On January 13, 1966, Lindsay announced that legislation creating a new, centralized transportation authority that would merge Triborough with the Transit Authority and make its surplus available for subway operation, and empowering him to name the chairman of the new agency, would shortly be sent to Albany. A reporter asked him if he foresaw any difficulty getting the Legislature to pass it. No, he said with a confident smile, he didn't. At another press conference several days later, he said he had "no reason to believe" that Moses "will not go along" with the plans. Did the Mayor have any reason for his opinion? a reporter asked. No, he said with his boyish,
winning grin, he had "not seen anything definitive from Mr. Moses" but "I have not seen any signs of hostility from Mr. Moses" either. "Don't start fights where there aren't any." Lindsay's aides—including legal aides— were just as confident in private. Moses was beaten, they told reporters, and he must know it; his era was over; whether he liked it or not, he was going to go. Not one of the brigade of lawyers striding so confidently through the corridors of City Hall appeared ever to have heard of bond covenants.

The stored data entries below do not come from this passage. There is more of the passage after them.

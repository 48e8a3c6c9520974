//! Settings page view

use crate::components::icons::{AlertTriangleIcon, CheckIcon, RefreshIcon, XIcon};
use crate::components::{
    Button, ButtonSize, ButtonVariant, ErrorBanner, LoadingSpinner, Modal, TextArea,
};
use beets_core::settings::{entries, HealthReport, HealthTone, Loadable, MaintenanceAction, SettingsPanel};
use dioxus::prelude::*;
use serde_json::Value;

#[component]
pub fn SettingsView(
    state: ReadStore<SettingsPanel>,
    /// Backend origin; empty when served by the backend itself
    api_url: String,
    on_refresh: EventHandler<()>,
    on_draft_input: EventHandler<String>,
    on_save: EventHandler<()>,
    on_request_maintenance: EventHandler<MaintenanceAction>,
    on_confirm_maintenance: EventHandler<()>,
    on_cancel_maintenance: EventHandler<()>,
) -> Element {
    let panel = state.read();
    let health = panel.health().clone();
    let report = panel.health_report();
    let info = panel.info().clone();
    let plugins = panel.plugins().clone();
    let config_loaded = panel.config().loaded().is_some();
    let config_error = match panel.config() {
        Loadable::Failed(message) => Some(message.clone()),
        _ => None,
    };
    let draft = panel.draft().to_string();
    let saving = panel.is_saving();
    let maintenance_running = panel.is_running_maintenance();
    let confirming = panel.confirming();
    drop(panel);

    let dialog_open_memo = use_memo(move || state.read().confirming().is_some());
    let dialog_open: ReadSignal<bool> = dialog_open_memo.into();

    rsx! {
        div { class: "container mx-auto px-6 py-8 flex flex-col gap-8",
            div { class: "flex items-center justify-between",
                div {
                    h1 { class: "text-2xl font-bold text-white", "Settings" }
                    p { class: "text-xs text-gray-500 font-mono mt-1",
                        if api_url.is_empty() {
                            "API: same origin"
                        } else {
                            "API: {api_url}"
                        }
                    }
                }
                Button {
                    variant: ButtonVariant::Secondary,
                    size: ButtonSize::Small,
                    onclick: move |_| on_refresh.call(()),
                    RefreshIcon { class: "w-4 h-4" }
                    "Refresh"
                }
            }

            Section { title: "Installation",
                match (&health, report) {
                    (_, Some(report)) => rsx! {
                        HealthReportView { report }
                    },
                    (Loadable::Failed(message), None) => rsx! {
                        ErrorBanner { message: message.clone(), on_retry: Some(on_refresh) }
                    },
                    _ => rsx! {
                        LoadingSpinner { message: "Checking installation...".to_string() }
                    },
                }
            }

            Section { title: "Beets Info",
                EntriesView { section: info, empty: "No information available", on_retry: on_refresh }
            }

            Section { title: "Plugins",
                EntriesView { section: plugins, empty: "No plugins enabled", on_retry: on_refresh }
            }

            Section { title: "Configuration",
                if let Some(message) = config_error {
                    ErrorBanner { message, on_retry: Some(on_refresh) }
                } else if !config_loaded {
                    LoadingSpinner { message: "Loading configuration...".to_string() }
                } else {
                    div { class: "flex flex-col gap-3",
                        TextArea {
                            value: draft,
                            on_input: on_draft_input,
                            disabled: saving,
                        }
                        div { class: "flex justify-end",
                            Button {
                                variant: ButtonVariant::Primary,
                                size: ButtonSize::Medium,
                                loading: saving,
                                onclick: move |_| on_save.call(()),
                                "Save Configuration"
                            }
                        }
                    }
                }
            }

            Section { title: "Database Maintenance",
                div { class: "flex gap-3",
                    for (action, label) in [MaintenanceAction::Initialize, MaintenanceAction::Reset]
                        .map(|action| (action, action.title()))
                    {
                        Button {
                            key: "{label}",
                            variant: ButtonVariant::Danger,
                            size: ButtonSize::Medium,
                            disabled: maintenance_running,
                            onclick: move |_| on_request_maintenance.call(action),
                            "{label}"
                        }
                    }
                }
            }
        }

        MaintenanceConfirmDialog {
            is_open: dialog_open,
            action: confirming,
            on_confirm: on_confirm_maintenance,
            on_cancel: on_cancel_maintenance,
        }
    }
}

#[component]
fn Section(title: &'static str, children: Element) -> Element {
    rsx! {
        section { class: "bg-gray-800/50 rounded-lg border border-gray-800 p-6",
            h2 { class: "text-lg font-semibold text-white mb-4", "{title}" }
            {children}
        }
    }
}

#[component]
fn HealthReportView(report: HealthReport) -> Element {
    let banner = match report.tone {
        HealthTone::Success => "bg-green-900/50 border-green-700 text-green-100",
        HealthTone::Warning => "bg-yellow-900/50 border-yellow-700 text-yellow-100",
        HealthTone::Danger => "bg-red-900/50 border-red-700 text-red-100",
    };

    rsx! {
        div { class: "border rounded-lg px-4 py-3 mb-4 {banner}", "{report.headline}" }
        ul { class: "flex flex-col gap-2 text-sm",
            for line in report.lines {
                li { key: "{line.text}", class: line_class(line.tone),
                    if line.ok {
                        CheckIcon { class: "w-4 h-4" }
                    } else if line.tone == HealthTone::Danger {
                        XIcon { class: "w-4 h-4" }
                    } else {
                        AlertTriangleIcon { class: "w-4 h-4" }
                    }
                    span { class: "text-gray-200", "{line.text}" }
                }
            }
        }
    }
}

fn line_class(tone: HealthTone) -> &'static str {
    match tone {
        HealthTone::Success => "flex items-center gap-2 text-green-400",
        HealthTone::Warning => "flex items-center gap-2 text-yellow-400",
        HealthTone::Danger => "flex items-center gap-2 text-red-400",
    }
}

/// Asks before touching the library database. The confirm button names the
/// action so a misclick on the wrong button is caught here.
#[component]
fn MaintenanceConfirmDialog(
    is_open: ReadSignal<bool>,
    action: Option<MaintenanceAction>,
    on_confirm: EventHandler<()>,
    on_cancel: EventHandler<()>,
) -> Element {
    rsx! {
        Modal { is_open, on_close: move |_| on_cancel.call(()),
            if let Some(action) = action {
                div { class: "bg-gray-800 rounded-lg p-6 max-w-md w-full mx-4 border border-red-900/60",
                    div { class: "flex items-center gap-3 mb-4",
                        AlertTriangleIcon { class: "w-6 h-6 text-red-400" }
                        h2 { class: "text-xl font-bold text-white", {action.title()} }
                    }
                    p { class: "text-gray-300 mb-6", {action.confirmation()} }
                    div { class: "flex gap-3 justify-end",
                        Button {
                            variant: ButtonVariant::Secondary,
                            size: ButtonSize::Medium,
                            onclick: move |_| on_cancel.call(()),
                            "Keep Database"
                        }
                        Button {
                            variant: ButtonVariant::Danger,
                            size: ButtonSize::Medium,
                            onclick: move |_| on_confirm.call(()),
                            {action.title()}
                        }
                    }
                }
            }
        }
    }
}

#[component]
fn EntriesView(
    section: Loadable<Value>,
    empty: &'static str,
    on_retry: EventHandler<()>,
) -> Element {
    match section {
        Loadable::Loading => rsx! {
            LoadingSpinner {}
        },
        Loadable::Failed(message) => rsx! {
            ErrorBanner { message, on_retry: Some(on_retry) }
        },
        Loadable::Loaded(value) => {
            let rows = entries(&value);
            if rows.is_empty() {
                return rsx! {
                    p { class: "text-sm text-gray-500", "{empty}" }
                };
            }
            rsx! {
                table { class: "w-full text-sm",
                    tbody {
                        for (key, value) in rows {
                            tr { key: "{key}", class: "border-t border-gray-800 first:border-t-0",
                                td { class: "py-1.5 pr-6 text-gray-400 font-mono align-top whitespace-nowrap", "{key}" }
                                td { class: "py-1.5 text-gray-200 break-all", "{value}" }
                            }
                        }
                    }
                }
            }
        }
    }
}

They were to hear of them shortly, however. On January 20, there was delivered to all newspapers and radio and television stations in New York a "memorandum in opposition" to the Lindsay proposal signed by Moses and his two Triborough co-commissioners. The memorandum included a legal opinion by former Corporation Counsel Preusse, Triborough counsel Lebwohl and one of the nation's most respected experts on municipal bonds, Franklin S. Wood, of Hawkins, Delafield & Wood: "The holders of bonds are . . . the beneficiaries of independent contractual obligations by . . . the Authority. Any attempt to alter these contractual rights by legislation designed, perhaps, to divert pledged revenues would be plainly invalid. Article 1, Section 10, of the United States Constitution forbids any state to 'pass any . . . Law impairing the obligation of Contracts.' . . . The appropriation of Authority moneys to such a purpose would contravene . . . provisions of the New York State and United States Constitutions." Such legalisms were not meat for the media; it all but ignored them, playing up the accompanying Moses broadside, which said merger proposals "are poorly advised, spring from panic and not logic, solve no problems and create additional ones." (The indifference of the media was a shame; emphasis on and explanation of this point could have begun at last the education about the political realities behind the powers of public authorities that the public had been needing for thirty years.)

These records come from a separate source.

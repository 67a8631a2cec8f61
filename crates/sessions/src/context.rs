//! Committed session state.

use std::collections::HashMap;

use serde::de::DeserializeOwned;
use serde::{Deserialize, Serialize};
use tether_rpc::{SerializationFormat, SerializedPayload};

use crate::error::{Result, SessionError};
use crate::key::{Key, Revision};
use crate::mutator::{Modification, OutgoingContextUpdate};

/// One stored value and the revision it was written at.
#[derive(Debug, Clone, PartialEq, Eq, Serialize, Deserialize)]
pub struct ContextEntry {
    /// Revision of the write that produced `value`.
    pub revision: Revision,
    /// The encoded value.
    pub value: SerializedPayload,
}

/// An immutable snapshot of the session's key-value state.
///
/// Values stay encoded until read, so a snapshot can hold entries written
/// by a peer that uses another payload format.
///
/// Removed keys leave a tombstone behind: their revision keeps counting up
/// when they are written again.
#[derive(Debug, Clone, Default, PartialEq, Eq)]
pub struct Context {
    entries: HashMap<String, ContextEntry>,
    tombstones: HashMap<String, Revision>,
}

impl Context {
    /// An empty context.
    #[must_use]
    pub fn new() -> Self {
        Self::default()
    }

    /// Decode the value stored under `key`.
    ///
    /// # Errors
    ///
    /// Returns [`SessionError::Codec`] if the stored value is not a `V`.
    pub fn get<V: DeserializeOwned>(&self, key: &Key<V>) -> Result<Option<V>> {
        self.entries
            .get(key.name())
            .map(|entry| decode(key.name(), &entry.value))
            .transpose()
    }

    /// Revision of `name`. A removed key reports the revision of its
    /// removal, a key never written [`Revision::ZERO`].
    #[must_use]
    pub fn revision(&self, name: &str) -> Revision {
        self.entries
            .get(name)
            .map(|entry| entry.revision)
            .or_else(|| self.tombstones.get(name).copied())
            .unwrap_or(Revision::ZERO)
    }

    /// The raw entry under `name`.
    #[must_use]
    pub fn entry(&self, name: &str) -> Option<&ContextEntry> {
        self.entries.get(name)
    }

    /// Whether `name` holds a value.
    #[must_use]
    pub fn contains(&self, name: &str) -> bool {
        self.entries.contains_key(name)
    }

    /// Number of stored entries.
    #[must_use]
    pub fn len(&self) -> usize {
        self.entries.len()
    }

    /// Whether nothing is stored.
    #[must_use]
    pub fn is_empty(&self) -> bool {
        self.entries.is_empty()
    }

    /// Names of every stored entry, in no particular order.
    pub fn keys(&self) -> impl Iterator<Item = &str> {
        self.entries.keys().map(String::as_str)
    }

    /// Keys of `update` whose expected revision differs from the stored one.
    pub(crate) fn stale_keys(&self, update: &OutgoingContextUpdate) -> Vec<String> {
        update
            .modifications
            .iter()
            .filter(|(name, modification)| self.revision(name) != modification.old_revision())
            .map(|(name, _)| name.clone())
            .collect()
    }

    /// A copy with `update` applied. Revisions are not checked here.
    #[must_use]
    pub(crate) fn apply(&self, update: &OutgoingContextUpdate) -> Self {
        let mut entries = self.entries.clone();
        let mut tombstones = self.tombstones.clone();
        for (name, modification) in &update.modifications {
            match modification {
                Modification::Set {
                    new_revision,
                    new_value,
                    ..
                } => {
                    tombstones.remove(name);
                    entries.insert(
                        name.clone(),
                        ContextEntry {
                            revision: *new_revision,
                            value: new_value.clone(),
                        },
                    );
                }
                Modification::Remove { old_revision } => {
                    entries.remove(name);
                    tombstones.insert(name.clone(), old_revision.next());
                }
            }
        }
        Self {
            entries,
            tombstones,
        }
    }
}

pub(crate) fn encode<V: Serialize>(
    name: &str,
    format: SerializationFormat,
    value: &V,
) -> Result<SerializedPayload> {
    format.encode(value).map_err(|source| SessionError::Codec {
        key: name.to_string(),
        source,
    })
}

pub(crate) fn decode<V: DeserializeOwned>(name: &str, payload: &SerializedPayload) -> Result<V> {
    SerializationFormat::decode(payload).map_err(|source| SessionError::Codec {
        key: name.to_string(),
        source,
    })
}

#[cfg(test)]
mod tests {
    use super::*;
    use std::collections::BTreeMap;

    const COLOR: Key<String> = Key::new("color");

    fn set(old: u64, value: &str) -> Modification {
        Modification::Set {
            old_revision: Revision::new(old),
            new_revision: Revision::new(old + 1),
            new_value: SerializationFormat::CBOR.encode(value).unwrap(),
        }
    }

    fn update(
        modifications: impl IntoIterator<Item = (&'static str, Modification)>,
    ) -> OutgoingContextUpdate {
        OutgoingContextUpdate {
            modifications: modifications
                .into_iter()
                .map(|(name, m)| (name.to_string(), m))
                .collect::<BTreeMap<_, _>>(),
        }
    }

    #[test]
    fn test_apply_set_then_remove() {
        let context = Context::new().apply(&update([("color", set(0, "red"))]));
        assert_eq!(context.get(&COLOR).unwrap().as_deref(), Some("red"));
        assert_eq!(context.revision("color"), Revision::new(1));

        let context = context.apply(&update([(
            "color",
            Modification::Remove {
                old_revision: Revision::new(1),
            },
        )]));
        assert!(context.is_empty());
        assert!(!context.contains("color"));
        assert_eq!(context.revision("color"), Revision::new(2));
    }

    #[test]
    fn test_revision_keeps_rising_after_remove() {
        let removed = Context::new()
            .apply(&update([("color", set(0, "red"))]))
            .apply(&update([(
                "color",
                Modification::Remove {
                    old_revision: Revision::new(1),
                },
            )]));

        // Writers that saw the key before it was removed, or never saw it.
        assert_eq!(
            removed.stale_keys(&update([("color", set(1, "green"))])),
            vec!["color".to_string()]
        );
        assert_eq!(
            removed.stale_keys(&update([("color", set(0, "blue"))])),
            vec!["color".to_string()]
        );

        let rewritten = removed.apply(&update([("color", set(2, "blue"))]));
        assert_eq!(rewritten.revision("color"), Revision::new(3));
        assert_eq!(rewritten.get(&COLOR).unwrap().as_deref(), Some("blue"));
        assert_eq!(rewritten.len(), 1);
    }

    #[test]
    fn test_stale_keys() {
        let context = Context::new().apply(&update([("color", set(0, "red"))]));

        assert!(context.stale_keys(&update([("color", set(1, "blue"))])).is_empty());
        assert_eq!(
            context.stale_keys(&update([("color", set(0, "blue")), ("size", set(0, "xl"))])),
            vec!["color".to_string()]
        );
    }

    #[test]
    fn test_wrong_type_is_a_codec_error() {
        let context = Context::new().apply(&update([("color", set(0, "red"))]));
        let as_number: Key<u64> = Key::new("color");
        assert!(matches!(
            context.get(&as_number),
            Err(SessionError::Codec { key, .. }) if key == "color"
        ));
    }
}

Incredibly, the new administration still didn't get the point—as it didn't get the point of some other hints in Moses' statement, such as his comment that "Triborough is the only agency with the personnel or funds to perform [highway] planning and coordination. If Triborough is destroyed, the city is likely to lose, at least in the next five years while alternative planning and administrative forces are developed, hundreds of millions of dollars of federal and state highway aid. The effect of such loss upon the city, its construction industry and its labor forces, will be catastrophic." That statement was a rallying call to the forces that exerted so large a degree of control over the Legislature, which alone could effect the merger Lindsay was so blithely predicting, but the new administration appeared not to understand this. It was through not only his Triborough chairmanship but his informal post as city arterial highways representative that Moses represented to the "construction industry" and "labor forces" hundreds of millions of dollars of federal and state highway aid. Remove him from the arterial post and half of his remaining power, already so drastically reduced, would be gone— and removing him from that post would not require legislative action; removal could be accomplished merely by sending him a letter. But, incredibly, while Lindsay wanted Moses out of the arterial post, he did not
understand its importance; believing the Triborough chairmanship to be all that mattered, he thought the letter could wait—and it waited, all through the ensuing fight. Joining a walk-in against a Moses highway, the Richmond Parkway through the Staten Island Greenbelt, Lindsay aides made a pretty picture, particularly "briskly striding Commissioner Hoving," who explained to reporters that his multicolored hiking outfit was "multinational," with the red ski cap from Austria, the white turtleneck sweater from Ireland, the purple scarf from Iceland, etc. "This [parkway fight] is a classic case of conservation versus modern times," he said—and he, like the other aides along, had not the slightest doubt that modern times would win. Shortly before the final draft of the merger proposal was completed, Lindsay made the gesture of sending transportation aide Arthur E. Palmer to see Moses and ask him personally to resign, but the tone in which Palmer couched the request was as condescending as his attitude—Palmer was told to make it clear to Moses that he was being given an opportunity to resign to save the face he would lose by being forced out—and it was only a gesture anyway; the new Mayor all too obviously felt he was being charitable, that Moses had no choice but to go. Palmer was to recall that "from the beginning and during all this," Lindsay never had "the slightest" respect for Moses or comprehension of Moses' powers. "[Lindsay's] attitude was—what he used to say was 'For Christ's sake, throw the old bastard out on his ear!''
Interestingly enough, it was Palmer, an older, quieter man despised by Lindsay's glib young men be
cause he didn't talk as fast or (they thought) think as fast as they, who first grasped the facts in the situation—possibly because he had had the face-to-face meetings with Lindsay's opponent which the new Mayor's other aides had not.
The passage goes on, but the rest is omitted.